- Opening Delimiter -

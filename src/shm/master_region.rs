//! The master region (base spec §4.1): a single, fixed-layout shared
//! segment holding child shm-info, the heartbeat node table, a node-list
//! reset timestamp, and the shard-management table.
//!
//! All slots are plain-old-data with `used` flags rather than growable
//! collections, matching the base spec's explicit capacity bounds ("up to
//! N", "up to K") and letting the region live directly in shared memory
//! without a serialization pass on every read.

use crate::error::{Result, RyeError};
use crate::heartbeat::node::NodeState;
use crate::shm::mutex::RobustMutex;
use crate::shm::region::ShmRegion;
use std::mem::size_of;

pub const MASTER_REGION_TYPE: u32 = 1;
pub const MAX_CHILD_SHMS: usize = 16;
pub const MAX_NODES: usize = 32;
pub const MAX_SHARD_ENDPOINTS: usize = 8;

fn copy_name(dst: &mut [u8], src: &str) {
    let n = src.len().min(dst.len());
    dst[..n].copy_from_slice(&src.as_bytes()[..n]);
    dst[n..].fill(0);
}

fn read_name(src: &[u8]) -> String {
    let end = src.iter().position(|&b| b == 0).unwrap_or(src.len());
    String::from_utf8_lossy(&src[..end]).into_owned()
}

#[repr(C)]
#[derive(Clone, Copy)]
pub struct ChildShmInfo {
    pub name: [u8; 32],
    pub key: i32,
    pub type_tag: u32,
    pub used: bool,
}

impl Default for ChildShmInfo {
    fn default() -> Self {
        ChildShmInfo { name: [0; 32], key: 0, type_tag: 0, used: false }
    }
}

#[repr(C)]
#[derive(Clone, Copy)]
pub struct HbNodeSlot {
    pub name: [u8; 32],
    pub priority: u32,
    pub state: u32,
    pub score: u32,
    pub heartbeat_gap: u32,
    pub last_recv_hbtime_unix_ms: u64,
    pub version: u32,
    pub used: bool,
}

impl Default for HbNodeSlot {
    fn default() -> Self {
        HbNodeSlot {
            name: [0; 32],
            priority: 0,
            state: NodeState::Unknown as u32,
            score: 0,
            heartbeat_gap: 0,
            last_recv_hbtime_unix_ms: 0,
            version: 0,
            used: false,
        }
    }
}

#[repr(C)]
#[derive(Clone, Copy)]
pub struct ShardEndpointSlot {
    pub local_db: [u8; 64],
    pub global_db: [u8; 64],
    pub nodeid: u32,
    pub sync_time_unix_ms: u64,
    pub used: bool,
}

impl Default for ShardEndpointSlot {
    fn default() -> Self {
        ShardEndpointSlot {
            local_db: [0; 64],
            global_db: [0; 64],
            nodeid: 0,
            sync_time_unix_ms: 0,
            used: false,
        }
    }
}

/// Fixed-size payload stamped into the master region, guarded by a
/// [`RobustMutex`] placed immediately before it.
#[repr(C)]
pub struct MasterRegionData {
    pub mutex: RobustMutex,
    pub child_shms: [ChildShmInfo; MAX_CHILD_SHMS],
    pub nodes: [HbNodeSlot; MAX_NODES],
    pub node_list_reset_unix_ms: u64,
    pub shard_endpoints: [ShardEndpointSlot; MAX_SHARD_ENDPOINTS],
}

/// Owning or viewing handle to the master region.
pub struct MasterRegion {
    region: ShmRegion,
}

impl MasterRegion {
    pub fn create(key: i32) -> Result<Self> {
        let region = ShmRegion::create(key, MASTER_REGION_TYPE, 1, size_of::<MasterRegionData>())?;
        unsafe {
            let data = region.payload_ptr() as *mut MasterRegionData;
            std::ptr::write_bytes(data as *mut u8, 0, size_of::<MasterRegionData>());
            RobustMutex::init_in_place(std::ptr::addr_of_mut!((*data).mutex))?;
        }
        Ok(Self { region })
    }

    pub fn attach(key: i32, readonly: bool) -> Result<Self> {
        let region = ShmRegion::attach(key, Some(MASTER_REGION_TYPE), readonly, size_of::<MasterRegionData>())?;
        Ok(Self { region })
    }

    pub fn destroy(key: i32) -> Result<()> {
        ShmRegion::destroy(key)
    }

    fn data(&self) -> &MasterRegionData {
        unsafe { &*(self.region.payload_ptr() as *const MasterRegionData) }
    }

    #[allow(clippy::mut_from_ref)]
    fn data_mut(&self) -> &mut MasterRegionData {
        unsafe { &mut *(self.region.payload_ptr() as *mut MasterRegionData) }
    }

    /// Runs `f` while holding the master region's robust mutex, recovering
    /// automatically from a dead prior owner (base spec §4.1/§5).
    fn with_lock<R>(&self, f: impl FnOnce(&mut MasterRegionData) -> R) -> Result<R> {
        if self.region.is_readonly() {
            return Err(RyeError::OperationNotAllowed("master region attached read-only".into()));
        }
        let data = self.data_mut();
        let (guard, outcome) = data.mutex.lock()?;
        if outcome == crate::shm::mutex::LockOutcome::RecoveredFromOwnerDeath {
            tracing::warn!(target: "rye::event_log", "master region mutex owner died; recovering");
            data.mutex.mark_consistent(&guard)?;
        }
        let result = f(self.data_mut());
        drop(guard);
        Ok(result)
    }

    pub fn register_child_shm(&self, name: &str, key: i32, type_tag: u32) -> Result<()> {
        self.with_lock(|data| {
            if let Some(slot) = data.child_shms.iter_mut().find(|s| !s.used) {
                copy_name(&mut slot.name, name);
                slot.key = key;
                slot.type_tag = type_tag;
                slot.used = true;
                Ok(())
            } else {
                Err(RyeError::ResourceExhausted("master region child shm table is full".into()))
            }
        })?
    }

    /// Upserts a node's heartbeat row. Returns the node table's slot count
    /// used after the update.
    pub fn upsert_node(
        &self,
        name: &str,
        priority: u32,
        state: NodeState,
        score: u32,
        heartbeat_gap: u32,
        last_recv_hbtime_unix_ms: u64,
        version: u32,
    ) -> Result<()> {
        self.with_lock(|data| {
            if let Some(slot) = data.nodes.iter_mut().find(|s| s.used && read_name(&s.name) == name) {
                slot.priority = priority;
                slot.state = state as u32;
                slot.score = score;
                slot.heartbeat_gap = heartbeat_gap;
                slot.last_recv_hbtime_unix_ms = last_recv_hbtime_unix_ms;
                slot.version = version;
                return Ok(());
            }
            if let Some(slot) = data.nodes.iter_mut().find(|s| !s.used) {
                copy_name(&mut slot.name, name);
                slot.priority = priority;
                slot.state = state as u32;
                slot.score = score;
                slot.heartbeat_gap = heartbeat_gap;
                slot.last_recv_hbtime_unix_ms = last_recv_hbtime_unix_ms;
                slot.version = version;
                slot.used = true;
                Ok(())
            } else {
                Err(RyeError::ResourceExhausted("master region node table is full".into()))
            }
        })?
    }

    /// Reads a consistent snapshot of the node table.
    ///
    /// Base spec §9 flags `master_shm_reset_hb_nodes` racing concurrent
    /// readers as an open question ("behaviour on partial reads is
    /// unspecified"). We resolve it conservatively here by always reading
    /// under the same mutex that `reset_hb_nodes` takes, trading a little
    /// reader contention for a guaranteed-consistent snapshot; see
    /// DESIGN.md.
    pub fn get_ha_nodes(&self) -> Vec<(String, u32, NodeState, u32, u32, u64, u32)> {
        self.with_lock(|data| {
            data.nodes
                .iter()
                .filter(|s| s.used)
                .map(|s| {
                    (
                        read_name(&s.name),
                        s.priority,
                        NodeState::from_u32(s.state),
                        s.score,
                        s.heartbeat_gap,
                        s.last_recv_hbtime_unix_ms,
                        s.version,
                    )
                })
                .collect()
        })
        .unwrap_or_default()
    }

    pub fn reset_hb_nodes(&self) -> Result<()> {
        self.with_lock(|data| {
            for slot in data.nodes.iter_mut() {
                *slot = HbNodeSlot::default();
            }
            data.node_list_reset_unix_ms = unix_millis_now();
        })
    }

    pub fn upsert_shard_endpoint(
        &self,
        local_db: &str,
        global_db: &str,
        nodeid: u32,
        sync_time_unix_ms: u64,
    ) -> Result<()> {
        self.with_lock(|data| {
            if let Some(slot) = data
                .shard_endpoints
                .iter_mut()
                .find(|s| s.used && read_name(&s.local_db) == local_db && s.nodeid == nodeid)
            {
                slot.sync_time_unix_ms = sync_time_unix_ms;
                copy_name(&mut slot.global_db, global_db);
                return Ok(());
            }
            if let Some(slot) = data.shard_endpoints.iter_mut().find(|s| !s.used) {
                copy_name(&mut slot.local_db, local_db);
                copy_name(&mut slot.global_db, global_db);
                slot.nodeid = nodeid;
                slot.sync_time_unix_ms = sync_time_unix_ms;
                slot.used = true;
                Ok(())
            } else {
                Err(RyeError::ResourceExhausted("master region shard endpoint table is full".into()))
            }
        })?
    }

    /// Returns the shard-management endpoint with the most recent sync
    /// time for `local_db` (base spec §4.1: "grant the current shard-mgmt
    /// endpoint by most-recent sync-time").
    pub fn current_shard_endpoint(&self, local_db: &str) -> Option<(String, u32, u64)> {
        self.data()
            .shard_endpoints
            .iter()
            .filter(|s| s.used && read_name(&s.local_db) == local_db)
            .max_by_key(|s| s.sync_time_unix_ms)
            .map(|s| (read_name(&s.global_db), s.nodeid, s.sync_time_unix_ms))
    }
}

fn unix_millis_now() -> u64 {
    std::time::SystemTime::now()
        .duration_since(std::time::UNIX_EPOCH)
        .map(|d| d.as_millis() as u64)
        .unwrap_or(0)
}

- Closing Delimiter -

* Task item: From the first line of the data above through the line containing "let n = src.len().min(dst.len());", repeat each line exactly, and add nothing.

* Reply:
filename src/shm/master_region.rs
//! The master region (base spec §4.1): a single, fixed-layout shared
//! segment holding child shm-info, the heartbeat node table, a node-list
//! reset timestamp, and the shard-management table.
//!
//! All slots are plain-old-data with `used` flags rather than growable
//! collections, matching the base spec's explicit capacity bounds ("up to
//! N", "up to K") and letting the region live directly in shared memory
//! without a serialization pass on every read.

use crate::error::{Result, RyeError};
use crate::heartbeat::node::NodeState;
use crate::shm::mutex::RobustMutex;
use crate::shm::region::ShmRegion;
use std::mem::size_of;

pub const MASTER_REGION_TYPE: u32 = 1;
pub const MAX_CHILD_SHMS: usize = 16;
pub const MAX_NODES: usize = 32;
pub const MAX_SHARD_ENDPOINTS: usize = 8;

fn copy_name(dst: &mut [u8], src: &str) {
    let n = src.len().min(dst.len());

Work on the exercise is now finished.